[Saved entries]
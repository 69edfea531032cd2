// Copyright Valkey GLIDE Project Contributors - SPDX Identifier: Apache-2.0

//! Executes one drained batch as a MULTI/EXEC transaction.
//!
//! The whole transaction is serialized into a single buffer and written in
//! one call; `N + 2` replies are then read back (the MULTI ack, one QUEUED
//! ack per command, and the EXEC response array) and fanned out to the
//! per-command completion handles.

use std::sync::Arc;

use tokio::sync::oneshot;
use tracing::warn;

use crate::command::{Cmd, pack_transaction};
use crate::connection::Connection;
use crate::errors::{Error, Result, ServerError, ServerErrorKind};
use crate::pool::ConnectionProvider;
use crate::resp::Value;

use super::response_callbacks::{ResponseCallbacks, decode_reply};
use super::types::{CommandOptions, EncodingErrors};

/// A submitted but unexecuted command: its arguments, caller options, and
/// the one-shot completion handle that delivers the result or error.
pub struct CommandEntry {
    pub(crate) command: Cmd,
    pub(crate) options: CommandOptions,
    pub(crate) completion: oneshot::Sender<Result<Value>>,
}

impl CommandEntry {
    pub(crate) fn complete(self, result: Result<Value>) {
        // a dropped receiver means the caller cancelled; the result is
        // discarded
        let _ = self.completion.send(result);
    }

    fn is_cancelled(&self) -> bool {
        self.completion.is_closed()
    }
}

impl std::fmt::Debug for CommandEntry {
    fn fmt(&self, f: &mut std::fmt::Formatter<'_>) -> std::fmt::Result {
        f.debug_struct("CommandEntry")
            .field("command", &self.command.name())
            .finish()
    }
}

pub(crate) struct BatchExecutor {
    pool: Arc<dyn ConnectionProvider>,
    callbacks: ResponseCallbacks,
    decode_responses: bool,
    encoding_errors: EncodingErrors,
}

impl BatchExecutor {
    pub(crate) fn new(
        pool: Arc<dyn ConnectionProvider>,
        callbacks: ResponseCallbacks,
        decode_responses: bool,
        encoding_errors: EncodingErrors,
    ) -> BatchExecutor {
        BatchExecutor {
            pool,
            callbacks,
            decode_responses,
            encoding_errors,
        }
    }

    /// Runs `batch` through a leased connection. Every entry's completion
    /// handle is resolved exactly once, with its result or with an error; a
    /// connection failure is retried once on a freshly leased connection.
    pub(crate) async fn execute_batch(&self, batch: Vec<CommandEntry>) {
        if batch.is_empty() {
            return;
        }
        let batch = match self.attempt(batch).await {
            Ok(()) => return,
            Err((err, batch)) if err.is_connection_dropped() || err.is_timeout() => {
                warn!(%err, "batch failed with a connection error, retrying once");
                batch
            }
            Err((err, batch)) => {
                fail_all(batch, err);
                return;
            }
        };
        if let Err((err, batch)) = self.attempt(batch).await {
            fail_all(batch, err);
        }
    }

    /// One execution attempt. On failure the untouched batch is handed back
    /// so the caller can retry or fail it; the leased connection is released
    /// on every path.
    async fn attempt(&self, batch: Vec<CommandEntry>) -> Result<(), (Error, Vec<CommandEntry>)> {
        let mut connection = match self.pool.get("MULTI", None).await {
            Ok(connection) => connection,
            Err(err) => return Err((err, batch)),
        };
        let result = self.run_transaction(&mut connection, batch).await;
        self.pool.release(connection).await;
        result
    }

    async fn run_transaction(
        &self,
        connection: &mut Connection,
        batch: Vec<CommandEntry>,
    ) -> Result<(), (Error, Vec<CommandEntry>)> {
        let packed = pack_transaction(batch.iter().map(|entry| &entry.command));
        if let Err(err) = connection.send_packed(&packed).await {
            return Err((err, batch));
        }

        // A server error on the MULTI ack gets its own slot; QUEUED-phase
        // errors are recorded with their command index and spliced back
        // into the EXEC array later, so the reply count keeps matching the
        // batch. All remaining replies are read either way.
        let mut multi_error: Option<ServerError> = None;
        let mut queued_errors: Vec<(usize, ServerError)> = Vec::new();
        match connection.read_reply().await {
            Ok(Value::ServerError(err)) => multi_error = Some(err),
            Ok(_) => {}
            Err(err) => return Err((err, batch)),
        }
        for (index, entry) in batch.iter().enumerate() {
            match connection.read_reply().await {
                Ok(Value::ServerError(err)) => {
                    let err = err.annotate(index + 1, &entry.command.name());
                    queued_errors.push((index, err));
                }
                Ok(_) => {}
                Err(err) => return Err((err, batch)),
            }
        }
        let exec = match connection.read_reply().await {
            Ok(value) => value,
            Err(err) => return Err((err, batch)),
        };

        match exec {
            Value::ServerError(err) if err.kind() == ServerErrorKind::ExecAbort => {
                // resolve everything with the error that aborted the
                // transaction, preferring the earliest recorded failure
                let first = multi_error
                    .or_else(|| {
                        queued_errors
                            .into_iter()
                            .next()
                            .map(|(_index, queued)| queued)
                    })
                    .unwrap_or(err);
                fail_all(batch, Error::Server(first));
                Ok(())
            }
            Value::ServerError(err) => {
                fail_all(batch, Error::Server(err));
                Ok(())
            }
            // a null EXEC means a watched key changed; this pipeline never
            // issues WATCH, so surface it instead of retrying
            Value::Nil => {
                fail_all(batch, Error::Watch);
                Ok(())
            }
            Value::Array(mut responses) => {
                // a failed MULTI means nothing after it was queued; no
                // positional mapping of the array is trustworthy
                if let Some(err) = multi_error {
                    connection.disconnect();
                    fail_all(batch, Error::Server(err));
                    return Ok(());
                }
                for (index, err) in queued_errors {
                    if index <= responses.len() {
                        responses.insert(index, Value::ServerError(err));
                    } else {
                        responses.push(Value::ServerError(err));
                    }
                }
                if responses.len() != batch.len() {
                    connection.disconnect();
                    fail_all(
                        batch,
                        Error::Response(
                            "wrong number of response items from pipeline execution".to_string(),
                        ),
                    );
                    return Ok(());
                }
                self.dispatch(batch, responses);
                Ok(())
            }
            other => {
                connection.disconnect();
                fail_all(
                    batch,
                    Error::Response(format!("unexpected EXEC reply: {other:?}")),
                );
                Ok(())
            }
        }
    }

    /// Completes each entry with its positional reply, in submission order.
    fn dispatch(&self, batch: Vec<CommandEntry>, responses: Vec<Value>) {
        for (entry, reply) in batch.into_iter().zip(responses) {
            if entry.is_cancelled() {
                continue;
            }
            let result = match reply {
                Value::ServerError(err) => Err(Error::Server(err)),
                value => self.process_reply(&entry, value),
            };
            entry.complete(result);
        }
    }

    fn process_reply(&self, entry: &CommandEntry, value: Value) -> Result<Value> {
        let value = if self.decode_responses {
            decode_reply(value, self.encoding_errors)?
        } else {
            value
        };
        self.callbacks
            .apply(&entry.command.name(), value, &entry.options)
    }
}

fn fail_all(batch: Vec<CommandEntry>, err: Error) {
    for entry in batch {
        entry.complete(Err(err.clone()));
    }
}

__Task brief__
What lines in the entries above include the string "positional"? Return each one.

__Solution to the problem__
                // positional mapping of the array is trustworthy
    /// Completes each entry with its positional reply, in submission order.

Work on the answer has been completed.